Dataset content:
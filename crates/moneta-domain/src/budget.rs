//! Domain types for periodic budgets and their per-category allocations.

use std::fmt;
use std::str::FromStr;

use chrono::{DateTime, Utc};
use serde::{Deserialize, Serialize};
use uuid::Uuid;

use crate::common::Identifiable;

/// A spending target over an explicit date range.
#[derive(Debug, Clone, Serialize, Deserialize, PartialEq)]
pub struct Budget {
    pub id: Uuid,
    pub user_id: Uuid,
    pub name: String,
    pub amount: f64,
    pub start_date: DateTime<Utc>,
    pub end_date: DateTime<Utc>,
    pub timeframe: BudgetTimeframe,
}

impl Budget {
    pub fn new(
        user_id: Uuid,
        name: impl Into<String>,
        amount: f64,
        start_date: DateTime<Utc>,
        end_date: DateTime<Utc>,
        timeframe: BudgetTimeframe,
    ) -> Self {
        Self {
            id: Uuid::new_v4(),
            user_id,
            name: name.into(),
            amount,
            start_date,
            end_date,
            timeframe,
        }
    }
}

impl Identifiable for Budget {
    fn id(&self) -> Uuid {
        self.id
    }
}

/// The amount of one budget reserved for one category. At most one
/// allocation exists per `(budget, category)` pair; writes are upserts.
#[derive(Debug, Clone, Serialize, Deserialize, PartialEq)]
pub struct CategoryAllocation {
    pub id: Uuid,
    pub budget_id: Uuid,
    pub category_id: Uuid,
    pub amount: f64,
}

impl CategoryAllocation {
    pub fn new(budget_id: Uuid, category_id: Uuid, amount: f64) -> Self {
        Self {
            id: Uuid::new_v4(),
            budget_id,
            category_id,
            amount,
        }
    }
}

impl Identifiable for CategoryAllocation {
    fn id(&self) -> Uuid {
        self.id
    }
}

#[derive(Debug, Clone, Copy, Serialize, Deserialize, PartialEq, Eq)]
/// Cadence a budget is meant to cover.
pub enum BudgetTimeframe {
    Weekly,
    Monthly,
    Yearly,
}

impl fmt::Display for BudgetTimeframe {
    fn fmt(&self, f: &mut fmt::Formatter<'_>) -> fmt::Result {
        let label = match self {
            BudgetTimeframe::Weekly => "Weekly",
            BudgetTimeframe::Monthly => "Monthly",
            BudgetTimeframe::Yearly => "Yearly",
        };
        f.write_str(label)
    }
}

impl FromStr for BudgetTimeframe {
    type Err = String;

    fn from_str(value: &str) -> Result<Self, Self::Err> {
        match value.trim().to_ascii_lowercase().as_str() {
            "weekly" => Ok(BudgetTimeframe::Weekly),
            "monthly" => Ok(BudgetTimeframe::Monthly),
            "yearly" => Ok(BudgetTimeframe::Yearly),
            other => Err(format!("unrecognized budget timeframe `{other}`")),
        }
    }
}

Task item: State how many lines in the records contain the string "CategoryAllocation". Give the number with no words around it.

Answer to the exercise: 3